質問主意書

第26回国会(常会)

答弁書


答弁書第一三号

内閣参質第一三号
  昭和三十二年五月十九日

内閣総理大臣 岸 信介      


       参議院議長 松野 鶴平 殿

参議院議員吉田法晴君提出福岡県飯塚市議会歳費脱税事件に関する質問に対し、別紙答弁書を送付する。



   参議院議員吉田法晴君提出福岡県飯塚市議会歳費脱税事件に関する質問に対する答弁書

一、福岡国税局の調査したところによれば、福岡県飯塚市が、昭和二十八、二十九両年度において同市議会議員に支給した市政研究交付金、議員共済交付金及び行政視察費のうち、市政研究交付金及び議員共済交付金は、その名目は交付金となつていても、その支給の形態等からみて、給与所得に該当するものと考えられるが、行政視察費は、実際に公務出張した場合に支給したもので、旅費に該当するから、課税すべきものではないと考える。
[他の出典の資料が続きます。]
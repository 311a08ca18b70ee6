//! 필터 파일 로드/저장
//!
//! 형식: 버전 바이트 1개 + bincode 인코딩된 필터 상태.
//! `compressed`가 참이면 전체 스트림이 gzip으로 감쌉니다.

use std::fs::File;
use std::io::{BufReader, BufWriter, Read, Write};
use std::path::Path;

use flate2::Compression;
use flate2::read::GzDecoder;
use flate2::write::GzEncoder;

use crate::BloomFilter;
use crate::error::FilterError;

/// 파일 형식 버전
const FORMAT_VERSION: u8 = 1;

/// 로드를 허용하는 최대 해시 함수 수
///
/// 이보다 큰 k가 저장된 파일은 변조되었거나 손상된 것으로 간주합니다.
pub const MAX_HASH_FUNCTIONS: usize = 64;

/// 필터를 파일에서 로드합니다.
///
/// # Errors
/// - 빈 파일 또는 잘린 파일: [`FilterError::UnexpectedEof`]
/// - 저장된 k가 [`MAX_HASH_FUNCTIONS`] 초과:
///   [`FilterError::TooManyHashFunctions`]
/// - 그 외 손상: [`FilterError::Decode`] / [`FilterError::Io`]
pub fn load_filter(path: impl AsRef<Path>, compressed: bool) -> Result<BloomFilter, FilterError> {
    let file = File::open(path.as_ref())?;
    let mut reader: Box<dyn Read> = if compressed {
        Box::new(GzDecoder::new(BufReader::new(file)))
    } else {
        Box::new(BufReader::new(file))
    };

    let mut buf = Vec::new();
    reader.read_to_end(&mut buf)?;

    if buf.is_empty() {
        return Err(FilterError::UnexpectedEof);
    }
    if buf[0] != FORMAT_VERSION {
        return Err(FilterError::Decode(format!(
            "unsupported format version {}",
            buf[0]
        )));
    }

    let filter: BloomFilter = bincode::deserialize(&buf[1..]).map_err(map_decode_error)?;

    if filter.hash_count() > MAX_HASH_FUNCTIONS {
        return Err(FilterError::TooManyHashFunctions {
            k: filter.hash_count(),
        });
    }

    tracing::debug!(
        n = filter.len(),
        bits = filter.bit_size(),
        k = filter.hash_count(),
        "filter loaded"
    );
    Ok(filter)
}

/// 필터를 파일에 저장합니다.
pub fn save_filter(
    filter: &BloomFilter,
    path: impl AsRef<Path>,
    compressed: bool,
) -> Result<(), FilterError> {
    let encoded = bincode::serialize(filter).map_err(|e| FilterError::Encode(e.to_string()))?;

    let file = File::create(path.as_ref())?;
    if compressed {
        let mut encoder = GzEncoder::new(BufWriter::new(file), Compression::default());
        encoder.write_all(&[FORMAT_VERSION])?;
        encoder.write_all(&encoded)?;
        // gzip 트레일러까지 기록
        encoder.finish()?.flush()?;
    } else {
        let mut writer = BufWriter::new(file);
        writer.write_all(&[FORMAT_VERSION])?;
        writer.write_all(&encoded)?;
        writer.flush()?;
    }
    Ok(())
}

/// bincode 디코딩 에러를 도메인 에러로 변환합니다.
/// 잘린 입력은 내부적으로 UnexpectedEof I/O 에러로 나타납니다.
fn map_decode_error(e: bincode::Error) -> FilterError {
    match *e {
        bincode::ErrorKind::Io(ref io) if io.kind() == std::io::ErrorKind::UnexpectedEof => {
            FilterError::UnexpectedEof
        }
        _ => FilterError::Decode(e.to_string()),
    }
}

#[cfg(test)]
mod tests {
    use super::*;
    use std::path::PathBuf;

    /// 테스트별 고유 임시 파일 경로
    fn temp_path(name: &str) -> PathBuf {
        std::env::temp_dir().join(format!("evetap_filter_{}_{}", std::process::id(), name))
    }

    fn sample_filter() -> BloomFilter {
        let mut filter = BloomFilter::with_fpr(100, 0.001);
        filter.insert(b"evil.example");
        filter.insert(b"http://x.test/a");
        filter
    }

    #[test]
    fn save_and_load_round_trip() {
        let path = temp_path("roundtrip");
        save_filter(&sample_filter(), &path, false).unwrap();

        let loaded = load_filter(&path, false).unwrap();
        assert!(loaded.check(b"evil.example"));
        assert!(loaded.check(b"http://x.test/a"));
        assert!(!loaded.check(b"benign.example"));
        assert_eq!(loaded.len(), 2);

        std::fs::remove_file(&path).ok();
    }

    #[test]
    fn save_and_load_compressed() {
        let path = temp_path("gzip");
        save_filter(&sample_filter(), &path, true).unwrap();

        let loaded = load_filter(&path, true).unwrap();
        assert!(loaded.check(b"evil.example"));

        std::fs::remove_file(&path).ok();
    }

    #[test]
    fn empty_file_is_unexpected_eof() {
        let path = temp_path("empty");
        std::fs::write(&path, b"").unwrap();

        let err = load_filter(&path, false).unwrap_err();
        assert!(matches!(err, FilterError::UnexpectedEof));

        std::fs::remove_file(&path).ok();
    }

    #[test]
    fn truncated_file_is_unexpected_eof() {
        let path = temp_path("truncated");
        save_filter(&sample_filter(), &path, false).unwrap();
        let bytes = std::fs::read(&path).unwrap();
        std::fs::write(&path, &bytes[..bytes.len() / 2]).unwrap();

        let err = load_filter(&path, false).unwrap_err();
        assert!(matches!(
            err,
            FilterError::UnexpectedEof | FilterError::Decode(_)
        ));

        std::fs::remove_file(&path).ok();
    }

    #[test]
    fn oversized_hash_count_is_rejected() {
        let path = temp_path("too_many_k");
        let filter = BloomFilter::new(1024, MAX_HASH_FUNCTIONS + 1);
        save_filter(&filter, &path, false).unwrap();

        let err = load_filter(&path, false).unwrap_err();
        assert!(matches!(err, FilterError::TooManyHashFunctions { .. }));
        assert!(
            err.to_string()
                .contains("value of k (number of hash functions) is too high")
        );

        std::fs::remove_file(&path).ok();
    }

    #[test]
    fn unknown_version_is_decode_error() {
        let path = temp_path("bad_version");
        std::fs::write(&path, [99u8, 0, 0, 0]).unwrap();

        let err = load_filter(&path, false).unwrap_err();
        assert!(matches!(err, FilterError::Decode(_)));

        std::fs::remove_file(&path).ok();
    }

    #[test]
    fn missing_file_is_io_error() {
        let err = load_filter("/nonexistent/evetap.bloom", false).unwrap_err();
        assert!(matches!(err, FilterError::Io(_)));
    }

    #[test]
    fn compressed_flag_mismatch_fails() {
        let path = temp_path("flag_mismatch");
        save_filter(&sample_filter(), &path, false).unwrap();

        // gzip이 아닌 파일을 gzip으로 읽으면 실패해야 함
        assert!(load_filter(&path, true).is_err());

        std::fs::remove_file(&path).ok();
    }
}
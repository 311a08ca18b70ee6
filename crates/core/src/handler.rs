//! 핸들러 디스패치 계약 — 업스트림이 이벤트를 라우팅하는 통일 인터페이스
//!
//! 업스트림 디스패처는 각 이벤트를, 선언한 이벤트 타입 집합이 일치하는
//! 모든 등록 핸들러에 전달합니다. 계약은 fire-and-forget입니다:
//! 핸들러의 반환값은 로컬 실패만을 의미하며, 다른 핸들러로의 디스패치는
//! 계속됩니다.

use std::future::Future;
use std::pin::Pin;

use crate::error::EvetapError;
use crate::event::{EVENT_TYPE_WILDCARD, EveEvent};

/// dyn-compatible Future 타입 별칭
pub type BoxFuture<'a, T> = Pin<Box<dyn Future<Output = T> + Send + 'a>>;

/// 모든 이벤트 핸들러가 구현하는 계약
///
/// 핸들러는 디스패처의 여러 태스크에서 동시에 호출될 수 있으므로
/// 내부적으로 스레드 안전해야 합니다 (`&self` 수신자 + 내부 동기화).
///
/// # 구현 예시
/// ```ignore
/// struct CountingHandler { seen: AtomicU64 }
///
/// impl Handler for CountingHandler {
///     fn name(&self) -> &'static str { "counting" }
///
///     fn event_types(&self) -> Vec<String> {
///         vec!["*".to_owned()]
///     }
///
///     fn consume<'a>(&'a self, _event: &'a mut EveEvent)
///         -> BoxFuture<'a, Result<(), EvetapError>>
///     {
///         Box::pin(async move {
///             self.seen.fetch_add(1, Ordering::Relaxed);
///             Ok(())
///         })
///     }
/// }
/// ```
pub trait Handler: Send + Sync {
    /// 진단용 핸들러 이름
    fn name(&self) -> &'static str;

    /// 이 핸들러가 수신을 원하는 이벤트 타입 집합
    ///
    /// 센티널 `"*"`는 "모든 타입"을 의미하며, 디스패처는 이를 존중해야
    /// 합니다.
    fn event_types(&self) -> Vec<String>;

    /// 이벤트 한 건을 처리합니다.
    ///
    /// 레코드를 변경하거나 다운스트림 이벤트를 합성할 수 있습니다.
    /// 바운드 없는 I/O 블로킹은 허용되지 않습니다 (바운드 큐 전송 제외).
    fn consume<'a>(&'a self, event: &'a mut EveEvent) -> BoxFuture<'a, Result<(), EvetapError>>;

    /// 주어진 이벤트 타입을 이 핸들러가 수신하는지 확인합니다.
    fn wants(&self, event_type: &str) -> bool {
        self.event_types()
            .iter()
            .any(|t| t == EVENT_TYPE_WILDCARD || t == event_type)
    }
}
#![doc = include_str!("../README.md")]
//!
//! # 모듈 구성
//!
//! - [`alert`]: 필터 히트에서 alert 이벤트 합성
//! - [`bloom`]: Bloom 스크리닝 핸들러 (타입별 검사, 블록리스트, 리로드)
//! - [`forward`]: 전달 엔진 (바운드 큐, writer/재연결/카운터 태스크)
//! - [`dispatch`]: 이벤트 타입 기반 핸들러 라우팅
//! - [`connector`]: 외부 협력자 인터페이스 (RDNS, stenosis, 컨텍스트)
//! - [`json`]: JSON 이스케이프 및 구조 편집 헬퍼
//! - [`error`]: 도메인 에러 타입
//!
//! # 데이터 흐름
//!
//! ```text
//! upstream -> EventDispatcher -+-> BloomHandler --(alert)--> db channel
//!                              |        |
//!                              |        +--(alert)--> ForwardHandler
//!                              +-> ForwardHandler -> queue -> unix socket
//! ```

pub mod alert;
pub mod bloom;
pub mod connector;
pub mod dispatch;
pub mod error;
pub mod forward;
pub mod json;

// --- 주요 타입 re-export ---

// 핸들러
pub use bloom::BloomHandler;
pub use forward::{FORWARD_QUEUE_CAPACITY, ForwardHandler};

// 디스패처
pub use dispatch::EventDispatcher;

// 알림 합성
pub use alert::{HitKind, make_alert_for_hit};

// 외부 인터페이스
pub use connector::{ContextCollector, RdnsEnricher, StenosisConnector};

// 에러
pub use error::ProcessingError;
/// Small software cache amortizing repeated translations of hot refs.
/// Entries are versioned; bumping the version invalidates all of them
/// logically in one step.
struct TranslationCache {
  entries: [Option<CacheEntry>; TRANSLATION_CACHE_SIZE],
}

impl TranslationCache {
  fn new() -> Self {
    Self {
      entries: [None; TRANSLATION_CACHE_SIZE],
    }
  }

  fn slot(r: Ref) -> usize {
    let mut h = r ^ (r >> 32);
    h ^= h >> 16;
    h = (h ^ (h >> 8)) & 0xff;
    h as usize
  }
}

// ============================================================================
// Allocator
// ============================================================================

/// Slab allocator over one attached file, buffer, or empty scratch space
pub struct SlabAllocator {
  attach_mode: AttachMode,
  mapped: Option<Arc<MappedFile>>,
  initial_mapping: Option<Arc<Mmap>>,
  buffer: Option<Vec<u8>>,
  /// Size of the contiguous initial chunk (mapping or buffer)
  initial_size: u64,
  /// Section index of the first additional mapping
  first_additional: usize,
  /// Local copy of the per-section mappings (lock-free reads)
  local_mappings: Vec<Arc<Mmap>>,
  /// Smallest ref inside a scratch slab; logical file size
  baseline: Ref,
  slabs: Vec<Slab>,
  free_space: Vec<Chunk>,
  free_read_only: Vec<Chunk>,
  free_space_state: FreeSpaceState,
  cache: Mutex<TranslationCache>,
  cache_version: u64,
  /// Test hook: force the next free-list push to fail
  #[cfg(test)]
  poison_next_push: bool,
}

impl Default for SlabAllocator {
  fn default() -> Self {
    Self::new()
  }
}
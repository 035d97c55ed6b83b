//! Sync instruction applier
//!
//! Interprets a parsed changeset, instruction by instruction, against an
//! open write transaction. Path and type validation failures surface as
//! `BadChangeset` with the exact table/field and the expected and found
//! types; the transaction is left as-is up to the failing instruction.

use tracing::trace;

use crate::db::transaction::Transaction;
use crate::error::{Result, TideError};
use crate::sync::instruction::{
  Changeset, Instruction, PathElement, PathInstruction, Payload, PrimaryKey, TableSpec,
};
use crate::types::{CollectionKind, ColKey, DataType, ObjKey, TableKey, Value};

fn bad(msg: impl Into<String>) -> TideError {
  TideError::BadChangeset(msg.into())
}

// ============================================================================
// Resolved positions
// ============================================================================

#[derive(Debug, Clone, Copy)]
struct Target {
  table: TableKey,
  obj: ObjKey,
  col: ColKey,
}

#[derive(Debug, Clone)]
enum Position {
  /// A plain object field
  Field(Target),
  /// One list slot
  ListIndex(Target, u32),
  /// One dictionary entry (which may not exist yet)
  DictKey(Target, String),
}

// ============================================================================
// Applier
// ============================================================================

/// Applies remote changesets to a write transaction
pub struct InstructionApplier<'a> {
  tx: &'a mut Transaction,
}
二、飯塚税務署及び福岡国税局は、昭和三十年五月飯塚市を監査し、同市の市議会議員に支給していた市政研究交付金及び議員共済交付金に対する源泉所得税の課税もれを発見したので、同市に対しその税額二、九二四、一〇五円の納付方を勧奨したところ、昭和三十年十月そのうちの三一六、五六八円の納付があつた。残余の二、六〇七、五三七円についても、その後再三自発的納付を勧奨してきたのであるが、その勧奨に応じないので、昭和三十二年三月十四日飯塚市に対し徴収決定の処分を行うとともに、その支給を受けた市議会議員に対しても、当該所得につき確定申告する義務がある者に対しては、修正確定申告書の提出方を勧奨し、これに応じなかつた者については更正を行つた。
 なお、飯塚市に対して行つた徴収決定の処分及び議員に対して行つた更正に対しては、いずれも再調査の請求があり目下審理中である。

三、福岡国税局の調査したところによれば、飯塚市が昭和三十年十月七日に納付した三一六、五六八円は、同日議員に支給した金員から前記の税額に相当する金額の徴収を行つているので、議員各人から徴収して納付したものと認められ、市議会事務費から納付したものではない。

四、飯塚市に対する徴収決定の処分が本年三月となつたのは、地方自治体としての特殊牲を考慮し、極力自主的措置による善処方を期待していたためである。